2.2 Stimulated recall
Stimulated recall comprises introspective procedures through which participants' cognitive processes help learners engage in more effective learning by adopting a stimulus (normally a recorded video) to be delivered to the student at the time of learning (Iovane, Salerno, Giordano, Ingenito, & Mangione, 2012). Bloom (1953) observed that SR could be useful for examining humans' covert cognitive behavior. In addition, many constructivists, based on the theory of constructivism, have found that stimulated recall is a valid approach to aid students' learning strategies (Jensen, 2000).
The decades of research in the domain of SR‐enhanced learning can be categorized into three main categories. The first is the effectiveness of this method with regard to both learning outcomes and interactive cognitions. Lindgren's (2002) research presented that learners' EFL writing skills were significantly improved when SR was adopted (Lindgren, 2002). Furthermore, a study using video clips and photographs to stimulate primary school children to recall science center exhibits resulted in higher engagement with the science center (Lindgren, 2002). Additionally, SR is regarded as a useful method for constructing individuals' relationship between cognition and behaviors within learners (Meade & McMeniman, 1992). Second, SR has been extensively implemented in various research contexts within a variety of academic subjects as diverse as second language learning (Gass, 2001; Selinker & Gass, 2008) and nursing education (Wang, Liang, Blazeck, & Greene, 2015), as well as a variety of learning setups (e.g., traditional face‐to‐face delivery versus online setups) and a variety of participants (e.g., primary school students and mature students). Third, the stimulus source may differ from one research context to another. For instance, some studies indicated that although SR generally includes audio–video replay, another variant of the stimulus could include participants' physiological data (Jennett & Affleck, 1998).

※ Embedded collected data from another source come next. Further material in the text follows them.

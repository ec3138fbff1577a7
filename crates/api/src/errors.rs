use axum::{
    http::StatusCode,
    response::{IntoResponse, Response, Json},
};
use bucket_storage::StorageError;
use thiserror::Error;

use crate::models::{ErrorResponse, ErrorDetail};

#[derive(Error, Debug)]
pub enum ApiError {
    #[error("Storage error: {0}")]
    Storage(#[from] StorageError),
}

impl ApiError {
    fn status_and_code(&self) -> (StatusCode, &'static str) {
        match self {
            ApiError::Storage(err) => match err {
                StorageError::InvalidPayload(_) => (StatusCode::BAD_REQUEST, "INVALID_PAYLOAD"),
                StorageError::NotFound(_) => (StatusCode::NOT_FOUND, "NOT_FOUND"),
                StorageError::NotReady { .. } | StorageError::AlreadyOpen(_) => {
                    (StatusCode::SERVICE_UNAVAILABLE, "NOT_READY")
                }
                StorageError::Timeout { .. } => (StatusCode::GATEWAY_TIMEOUT, "TIMEOUT"),
                _ => (StatusCode::BAD_GATEWAY, "STORAGE_ERROR"),
            },
        }
    }
}

impl IntoResponse for ApiError {
    fn into_response(self) -> Response {
        let (status, code) = self.status_and_code();
        if status.is_server_error() {
            tracing::warn!("Request failed: {}", self);
        }

        let message = match &self {
            ApiError::Storage(err) => err.to_string(),
        };

        let error_response = ErrorResponse {
            error: ErrorDetail {
                code: code.to_string(),
                message,
            },
        };

        (status, Json(error_response)).into_response()
    }
}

Although the majority of studies have shed light on the strengths of SR, the different applications of SR and the variety of stimuli that may potentially be used highlight some questions. For instance, current research does not explain an issue that is mostly concerned with SR as a method (Tjeerdsma, 1997): the supplement of information to incomplete memories or rather introspection. This question may be attributed to the observation that the stimulus sources, normally presented in audio–video narrative episodes, may not be able to produce cognition per se (Wilcox & Trudel, 1998). This assumption is consistent with Gass' (2001) research, which points out that recall may decay with delayed protocols because learners may treat a stimulus as a recollection instead of a reflection. It is therefore plausible that the type of stimulus used in SR may stimulate users' cognitive activity in different ways. In what follows, we discuss the effects of biofeedback on learning.
2.3 Biofeedback
Biofeedback, which includes a series of physiological stimuli, has been widely employed to investigate users' emotional states when operating many smart devices (Huang, Hwang, & Chen, 2014; Picard & Picard, 1997). Biofeedback makes it possible to narrow the gap between the human and the machine (Sano & Picard, 2013) by computing humans' affection through the recognition and analysis of humans' physiological signals. We propose that the usage the biofeedback could benefit the enhancement of personalized human–computer interactions.

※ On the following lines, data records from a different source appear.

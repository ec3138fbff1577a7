use bucket_events::{AppEvent, EventBus};
use bucket_config::Config;
use anyhow::Result;
use std::path::Path;
use std::sync::Arc;

pub async fn load(config_path: &str, scope: &str, events: &Arc<EventBus>) -> Result<Config> {
    let abs_config_path = absolute_path_string(config_path)?;

    events.emit(AppEvent::ConfigLoading {
        path: abs_config_path.clone(),
    });

    let config_exists = Path::new(config_path).exists();
    let config = Config::from_file_with_events(config_path, scope, Some(events)).await?;

    if !config_exists {
        events.emit(AppEvent::ConfigCreated {
            path: abs_config_path,
        });
    }

    events.emit(AppEvent::ConfigLoaded {
        scope: scope.to_string(),
        bucket: config.connector(scope).bucket_name,
    });

    Ok(config)
}

fn absolute_path_string(path: &str) -> Result<String> {
    let path = Path::new(path);
    let abs_path = if path.is_absolute() {
        path.to_path_buf()
    } else {
        std::env::current_dir()?.join(path)
    };
    Ok(abs_path.to_string_lossy().to_string())
}
use percent_encoding::{utf8_percent_encode, AsciiSet, NON_ALPHANUMERIC};

/// Bytes escaped inside a path segment. Unreserved characters and the
/// sub-delimiters allowed in a path (`$ & + , ; = : @`) stay literal;
/// `/` never appears since the path is split on it first.
const PATH_SEGMENT: &AsciiSet = &NON_ALPHANUMERIC
    .remove(b'-')
    .remove(b'_')
    .remove(b'.')
    .remove(b'~')
    .remove(b'$')
    .remove(b'&')
    .remove(b'+')
    .remove(b',')
    .remove(b';')
    .remove(b'=')
    .remove(b':')
    .remove(b'@');

/// Public HTTPS URL of an object: `https://{bucket}/{path}` with every path
/// segment percent-escaped. Empty segments are kept so the URL maps back to
/// the exact object name.
pub fn public_url(bucket: &str, path: &str) -> String {
    let segments: Vec<String> = path
        .split('/')
        .map(|segment| utf8_percent_encode(segment, PATH_SEGMENT).to_string())
        .collect();
    format!("https://{}/{}", bucket, segments.join("/"))
}

#[cfg(test)]
mod tests {
    use super::*;

    #[test]
    fn test_plain_path() {
        assert_eq!(
            public_url("example.com", "img/logo.png"),
            "https://example.com/img/logo.png"
        );
    }

    #[test]
    fn test_segments_are_escaped() {
        assert_eq!(
            public_url("example.com", "my docs/report #1?.pdf"),
            "https://example.com/my%20docs/report%20%231%3F.pdf"
        );
        assert_eq!(
            public_url("example.com", "img/ü"),
            "https://example.com/img/%C3%BC"
        );
        assert_eq!(
            public_url("example.com", "img/100%.png"),
            "https://example.com/img/100%25.png"
        );
    }

    #[test]
    fn test_path_sub_delimiters_stay_literal() {
        assert_eq!(
            public_url("b.example.com", "img/a+b:c@d=e.png"),
            "https://b.example.com/img/a+b:c@d=e.png"
        );
        assert_eq!(
            public_url("example.com", "x/$1,2;3&4~_-.txt"),
            "https://example.com/x/$1,2;3&4~_-.txt"
        );
        assert_eq!(
            public_url("example.com", "x/it's (1)!*"),
            "https://example.com/x/it%27s%20%281%29%21%2A"
        );
    }

    #[test]
    fn test_empty_category_keeps_separator() {
        assert_eq!(public_url("example.com", "/a"), "https://example.com//a");
    }
}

With the increase of research improvements in physiology, many smart devices and systems have been improved and are being used extensively in different fields of application (e.g., psychology, neuro‐sciences, and education). Among these tools, eye trackers and portable EEGs are normally recommended as a method, especially in E‐learning settings, due to their portability and economical costs. As far as eye tracking is concerned, researchers take into consideration seven research themes and three eye‐tracks measurements, namely, the position of fixation (to test location of interest), the fixation duration (to examine the extent to which readers focus on a target), and the scan‐path (to explore reading habits); all of these provide a promising channel to help connect learners' cognition to learning outcomes (Lai et al., 2013).
Current studies in technology and education often utilize eye‐tracking techniques to test online reading activities. For instance, Kang (2014) used eye trackers to compare online reading patterns and comprehension between readers whose reading language is their first language and those whose reading language is their second language. Another study analyzed readers' scan‐path data collected by an eye tracker to explore the ways in which readers view the different features of different genres, or topics, in a text document (Clark, Ruthven, Holt, Song, & Watt, 2014).
In addition to eye tracking, EEGs have also been extensively used in many research fields ranging from psychology to education. Some psychologists found that EEG signals could be used in the biofeedback training mode and that the attentive behavior of children affected by attention deficit disorder (ADD) or attention deficit hyperactivity disorder (ADHD) was significantly improved (Linden et al., 1996).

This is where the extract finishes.